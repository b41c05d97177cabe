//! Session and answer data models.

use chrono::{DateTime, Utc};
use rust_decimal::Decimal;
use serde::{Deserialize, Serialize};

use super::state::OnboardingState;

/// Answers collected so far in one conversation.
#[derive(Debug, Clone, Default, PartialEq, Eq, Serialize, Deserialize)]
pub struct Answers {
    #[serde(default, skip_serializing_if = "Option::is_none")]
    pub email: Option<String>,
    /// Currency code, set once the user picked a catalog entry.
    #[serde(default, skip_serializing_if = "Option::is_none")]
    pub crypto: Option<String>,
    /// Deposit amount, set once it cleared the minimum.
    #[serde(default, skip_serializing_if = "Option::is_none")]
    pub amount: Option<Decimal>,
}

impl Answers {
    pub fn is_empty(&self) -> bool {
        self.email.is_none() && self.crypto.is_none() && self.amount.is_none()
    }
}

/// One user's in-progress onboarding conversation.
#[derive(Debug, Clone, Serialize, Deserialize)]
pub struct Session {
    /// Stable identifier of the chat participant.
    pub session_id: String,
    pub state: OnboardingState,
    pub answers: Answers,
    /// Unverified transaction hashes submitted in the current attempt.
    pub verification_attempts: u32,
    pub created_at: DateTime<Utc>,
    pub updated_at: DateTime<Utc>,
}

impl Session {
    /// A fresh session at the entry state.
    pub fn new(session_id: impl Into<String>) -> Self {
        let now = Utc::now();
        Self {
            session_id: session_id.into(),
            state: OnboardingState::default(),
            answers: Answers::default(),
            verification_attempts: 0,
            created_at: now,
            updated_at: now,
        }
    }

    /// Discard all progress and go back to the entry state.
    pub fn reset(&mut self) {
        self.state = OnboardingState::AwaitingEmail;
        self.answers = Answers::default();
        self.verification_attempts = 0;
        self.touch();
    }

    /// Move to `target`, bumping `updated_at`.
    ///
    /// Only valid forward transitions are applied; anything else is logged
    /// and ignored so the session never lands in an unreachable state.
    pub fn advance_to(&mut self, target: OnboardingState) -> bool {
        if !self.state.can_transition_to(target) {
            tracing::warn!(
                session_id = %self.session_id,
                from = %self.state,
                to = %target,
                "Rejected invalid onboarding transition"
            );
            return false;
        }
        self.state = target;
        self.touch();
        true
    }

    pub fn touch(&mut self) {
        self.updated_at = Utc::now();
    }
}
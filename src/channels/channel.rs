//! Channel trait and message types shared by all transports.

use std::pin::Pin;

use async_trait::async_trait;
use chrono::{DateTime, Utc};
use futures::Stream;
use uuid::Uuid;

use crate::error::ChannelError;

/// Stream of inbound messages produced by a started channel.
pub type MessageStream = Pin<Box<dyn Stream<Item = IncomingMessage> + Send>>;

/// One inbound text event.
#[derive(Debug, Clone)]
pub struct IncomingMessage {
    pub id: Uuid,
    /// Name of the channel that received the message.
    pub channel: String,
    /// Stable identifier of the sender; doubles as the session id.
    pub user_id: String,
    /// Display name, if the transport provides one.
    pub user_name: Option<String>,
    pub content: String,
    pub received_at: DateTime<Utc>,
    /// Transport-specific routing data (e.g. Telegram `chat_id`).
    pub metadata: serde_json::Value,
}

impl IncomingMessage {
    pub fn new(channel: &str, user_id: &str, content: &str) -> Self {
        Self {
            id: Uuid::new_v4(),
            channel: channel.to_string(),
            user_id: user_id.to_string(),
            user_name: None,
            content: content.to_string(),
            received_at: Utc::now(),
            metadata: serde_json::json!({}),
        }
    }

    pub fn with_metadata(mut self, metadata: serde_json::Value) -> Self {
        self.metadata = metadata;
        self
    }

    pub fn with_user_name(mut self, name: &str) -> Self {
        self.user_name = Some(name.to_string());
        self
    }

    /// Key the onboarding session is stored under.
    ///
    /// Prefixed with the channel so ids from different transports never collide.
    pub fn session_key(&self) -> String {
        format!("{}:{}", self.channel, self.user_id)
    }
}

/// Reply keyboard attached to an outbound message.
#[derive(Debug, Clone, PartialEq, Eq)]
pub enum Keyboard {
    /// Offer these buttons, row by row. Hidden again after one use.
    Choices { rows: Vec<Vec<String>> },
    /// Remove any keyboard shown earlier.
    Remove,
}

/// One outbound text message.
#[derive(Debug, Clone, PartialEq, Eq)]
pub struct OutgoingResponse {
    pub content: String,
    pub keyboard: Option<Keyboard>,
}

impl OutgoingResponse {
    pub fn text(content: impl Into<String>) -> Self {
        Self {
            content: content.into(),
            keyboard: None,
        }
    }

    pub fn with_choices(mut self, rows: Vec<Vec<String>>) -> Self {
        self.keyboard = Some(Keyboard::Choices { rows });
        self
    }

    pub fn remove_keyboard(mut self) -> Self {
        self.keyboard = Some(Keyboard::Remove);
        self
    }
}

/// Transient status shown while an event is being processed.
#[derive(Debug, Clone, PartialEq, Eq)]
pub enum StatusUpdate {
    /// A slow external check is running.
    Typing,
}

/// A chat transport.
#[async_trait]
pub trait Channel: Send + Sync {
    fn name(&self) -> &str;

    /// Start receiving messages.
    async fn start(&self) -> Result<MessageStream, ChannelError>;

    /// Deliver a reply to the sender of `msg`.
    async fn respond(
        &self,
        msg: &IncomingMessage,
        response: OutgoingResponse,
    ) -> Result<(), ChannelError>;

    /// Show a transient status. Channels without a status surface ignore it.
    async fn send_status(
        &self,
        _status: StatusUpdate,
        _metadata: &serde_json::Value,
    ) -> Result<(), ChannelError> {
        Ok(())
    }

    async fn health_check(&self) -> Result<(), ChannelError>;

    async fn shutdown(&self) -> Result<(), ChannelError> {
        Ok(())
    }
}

**EXERCISE GOAL:** All of the lines above must be returned exactly as they stand.

**TASK RESULT:**
repository b41c05d97177cabe
//! Session and answer data models.

use chrono::{DateTime, Utc};
use rust_decimal::Decimal;
use serde::{Deserialize, Serialize};

use super::state::OnboardingState;

/// Answers collected so far in one conversation.
#[derive(Debug, Clone, Default, PartialEq, Eq, Serialize, Deserialize)]
pub struct Answers {
    #[serde(default, skip_serializing_if = "Option::is_none")]
    pub email: Option<String>,
    /// Currency code, set once the user picked a catalog entry.
    #[serde(default, skip_serializing_if = "Option::is_none")]
    pub crypto: Option<String>,
    /// Deposit amount, set once it cleared the minimum.
    #[serde(default, skip_serializing_if = "Option::is_none")]
    pub amount: Option<Decimal>,
}

impl Answers {
    pub fn is_empty(&self) -> bool {
        self.email.is_none() && self.crypto.is_none() && self.amount.is_none()
    }
}

/// One user's in-progress onboarding conversation.
#[derive(Debug, Clone, Serialize, Deserialize)]
pub struct Session {
    /// Stable identifier of the chat participant.
    pub session_id: String,
    pub state: OnboardingState,
    pub answers: Answers,
    /// Unverified transaction hashes submitted in the current attempt.
    pub verification_attempts: u32,
    pub created_at: DateTime<Utc>,
    pub updated_at: DateTime<Utc>,
}

impl Session {
    /// A fresh session at the entry state.
    pub fn new(session_id: impl Into<String>) -> Self {
        let now = Utc::now();
        Self {
            session_id: session_id.into(),
            state: OnboardingState::default(),
            answers: Answers::default(),
            verification_attempts: 0,
            created_at: now,
            updated_at: now,
        }
    }

    /// Discard all progress and go back to the entry state.
    pub fn reset(&mut self) {
        self.state = OnboardingState::AwaitingEmail;
        self.answers = Answers::default();
        self.verification_attempts = 0;
        self.touch();
    }

    /// Move to `target`, bumping `updated_at`.
    ///
    /// Only valid forward transitions are applied; anything else is logged
    /// and ignored so the session never lands in an unreachable state.
    pub fn advance_to(&mut self, target: OnboardingState) -> bool {
        if !self.state.can_transition_to(target) {
            tracing::warn!(
                session_id = %self.session_id,
                from = %self.state,
                to = %target,
                "Rejected invalid onboarding transition"
            );
            return false;
        }
        self.state = target;
        self.touch();
        true
    }

    pub fn touch(&mut self) {
        self.updated_at = Utc::now();
    }
}
filename src/channels/channel.rs
//! Channel trait and message types shared by all transports.

use std::pin::Pin;

use async_trait::async_trait;
use chrono::{DateTime, Utc};
use futures::Stream;
use uuid::Uuid;

use crate::error::ChannelError;

/// Stream of inbound messages produced by a started channel.
pub type MessageStream = Pin<Box<dyn Stream<Item = IncomingMessage> + Send>>;

/// One inbound text event.
#[derive(Debug, Clone)]
pub struct IncomingMessage {
    pub id: Uuid,
    /// Name of the channel that received the message.
    pub channel: String,
    /// Stable identifier of the sender; doubles as the session id.
    pub user_id: String,
    /// Display name, if the transport provides one.
    pub user_name: Option<String>,
    pub content: String,
    pub received_at: DateTime<Utc>,
    /// Transport-specific routing data (e.g. Telegram `chat_id`).
    pub metadata: serde_json::Value,
}

impl IncomingMessage {
    pub fn new(channel: &str, user_id: &str, content: &str) -> Self {
        Self {
            id: Uuid::new_v4(),
            channel: channel.to_string(),
            user_id: user_id.to_string(),
            user_name: None,
            content: content.to_string(),
            received_at: Utc::now(),
            metadata: serde_json::json!({}),
        }
    }

    pub fn with_metadata(mut self, metadata: serde_json::Value) -> Self {
        self.metadata = metadata;
        self
    }

    pub fn with_user_name(mut self, name: &str) -> Self {
        self.user_name = Some(name.to_string());
        self
    }

    /// Key the onboarding session is stored under.
    ///
    /// Prefixed with the channel so ids from different transports never collide.
    pub fn session_key(&self) -> String {
        format!("{}:{}", self.channel, self.user_id)
    }
}

/// Reply keyboard attached to an outbound message.
#[derive(Debug, Clone, PartialEq, Eq)]
pub enum Keyboard {
    /// Offer these buttons, row by row. Hidden again after one use.
    Choices { rows: Vec<Vec<String>> },
    /// Remove any keyboard shown earlier.
    Remove,
}

/// One outbound text message.
#[derive(Debug, Clone, PartialEq, Eq)]
pub struct OutgoingResponse {
    pub content: String,
    pub keyboard: Option<Keyboard>,
}

impl OutgoingResponse {
    pub fn text(content: impl Into<String>) -> Self {
        Self {
            content: content.into(),
            keyboard: None,
        }
    }

    pub fn with_choices(mut self, rows: Vec<Vec<String>>) -> Self {
        self.keyboard = Some(Keyboard::Choices { rows });
        self
    }

    pub fn remove_keyboard(mut self) -> Self {
        self.keyboard = Some(Keyboard::Remove);
        self
    }
}

/// Transient status shown while an event is being processed.
#[derive(Debug, Clone, PartialEq, Eq)]
pub enum StatusUpdate {
    /// A slow external check is running.
    Typing,
}

/// A chat transport.
#[async_trait]
pub trait Channel: Send + Sync {
    fn name(&self) -> &str;

    /// Start receiving messages.
    async fn start(&self) -> Result<MessageStream, ChannelError>;

    /// Deliver a reply to the sender of `msg`.
    async fn respond(
        &self,
        msg: &IncomingMessage,
        response: OutgoingResponse,
    ) -> Result<(), ChannelError>;

    /// Show a transient status. Channels without a status surface ignore it.
    async fn send_status(
        &self,
        _status: StatusUpdate,
        _metadata: &serde_json::Value,
    ) -> Result<(), ChannelError> {
        Ok(())
    }

    async fn health_check(&self) -> Result<(), ChannelError>;

    async fn shutdown(&self) -> Result<(), ChannelError> {
        Ok(())
    }
}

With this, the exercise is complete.